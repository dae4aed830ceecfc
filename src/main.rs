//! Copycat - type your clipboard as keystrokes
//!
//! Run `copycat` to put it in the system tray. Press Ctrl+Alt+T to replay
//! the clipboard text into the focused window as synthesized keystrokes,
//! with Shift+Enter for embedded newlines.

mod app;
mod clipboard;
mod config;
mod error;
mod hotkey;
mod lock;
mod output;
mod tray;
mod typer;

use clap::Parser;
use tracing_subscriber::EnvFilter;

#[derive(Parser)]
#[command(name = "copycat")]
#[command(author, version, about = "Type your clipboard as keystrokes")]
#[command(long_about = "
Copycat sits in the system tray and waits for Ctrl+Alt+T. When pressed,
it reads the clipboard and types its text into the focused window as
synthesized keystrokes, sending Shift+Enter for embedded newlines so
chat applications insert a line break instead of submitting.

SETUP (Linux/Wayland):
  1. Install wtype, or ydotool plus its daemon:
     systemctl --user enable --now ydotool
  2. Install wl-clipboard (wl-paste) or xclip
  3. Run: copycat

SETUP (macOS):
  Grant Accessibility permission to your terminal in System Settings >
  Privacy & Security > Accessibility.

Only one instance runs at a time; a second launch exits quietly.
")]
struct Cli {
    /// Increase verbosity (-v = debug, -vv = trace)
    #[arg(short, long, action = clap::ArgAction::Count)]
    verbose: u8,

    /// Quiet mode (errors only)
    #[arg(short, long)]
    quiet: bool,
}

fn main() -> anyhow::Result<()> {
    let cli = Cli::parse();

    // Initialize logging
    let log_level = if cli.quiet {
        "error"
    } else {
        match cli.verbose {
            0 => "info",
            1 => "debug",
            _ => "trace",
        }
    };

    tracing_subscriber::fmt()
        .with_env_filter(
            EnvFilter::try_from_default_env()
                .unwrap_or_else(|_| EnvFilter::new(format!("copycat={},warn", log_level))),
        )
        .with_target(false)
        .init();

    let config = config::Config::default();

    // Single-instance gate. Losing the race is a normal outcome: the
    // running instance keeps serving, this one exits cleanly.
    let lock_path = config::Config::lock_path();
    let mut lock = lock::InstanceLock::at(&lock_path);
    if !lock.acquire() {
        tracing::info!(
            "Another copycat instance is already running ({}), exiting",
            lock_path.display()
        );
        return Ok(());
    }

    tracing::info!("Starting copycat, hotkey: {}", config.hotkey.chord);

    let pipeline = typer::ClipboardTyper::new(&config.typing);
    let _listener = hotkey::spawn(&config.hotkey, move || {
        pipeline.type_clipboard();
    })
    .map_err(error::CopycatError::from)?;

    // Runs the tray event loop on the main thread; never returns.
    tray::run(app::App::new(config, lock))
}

^^^^^^^^

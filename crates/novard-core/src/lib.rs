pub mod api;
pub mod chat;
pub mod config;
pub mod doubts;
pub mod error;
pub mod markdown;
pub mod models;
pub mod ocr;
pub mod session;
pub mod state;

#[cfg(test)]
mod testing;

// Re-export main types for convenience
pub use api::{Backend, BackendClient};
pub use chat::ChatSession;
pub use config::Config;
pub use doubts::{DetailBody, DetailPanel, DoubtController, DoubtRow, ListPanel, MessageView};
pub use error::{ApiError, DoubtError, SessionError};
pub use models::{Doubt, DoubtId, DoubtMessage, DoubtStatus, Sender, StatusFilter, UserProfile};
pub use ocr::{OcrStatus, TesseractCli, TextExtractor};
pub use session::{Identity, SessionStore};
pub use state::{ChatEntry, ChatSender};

^^^^^^^^

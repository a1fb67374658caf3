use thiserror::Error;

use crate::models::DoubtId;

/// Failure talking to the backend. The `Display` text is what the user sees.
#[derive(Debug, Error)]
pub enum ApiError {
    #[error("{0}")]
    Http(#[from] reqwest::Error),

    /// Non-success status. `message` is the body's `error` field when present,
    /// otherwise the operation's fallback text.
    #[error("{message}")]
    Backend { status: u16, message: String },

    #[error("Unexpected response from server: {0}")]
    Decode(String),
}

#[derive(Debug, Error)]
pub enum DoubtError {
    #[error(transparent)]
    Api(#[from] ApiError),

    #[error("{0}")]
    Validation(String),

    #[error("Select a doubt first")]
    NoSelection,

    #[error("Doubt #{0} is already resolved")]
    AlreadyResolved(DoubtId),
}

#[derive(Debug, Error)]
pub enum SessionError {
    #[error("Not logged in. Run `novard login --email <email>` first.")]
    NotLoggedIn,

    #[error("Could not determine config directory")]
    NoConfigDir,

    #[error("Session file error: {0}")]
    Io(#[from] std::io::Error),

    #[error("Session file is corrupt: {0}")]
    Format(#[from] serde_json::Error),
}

^^^^^^^^

→ **WHAT THIS TASK INVOLVES**
For this exercise, copy each line from the listing above that has the word "DoubtError".

→ **EXERCISE RESPONSE**
pub use error::{ApiError, DoubtError, SessionError};
pub enum DoubtError {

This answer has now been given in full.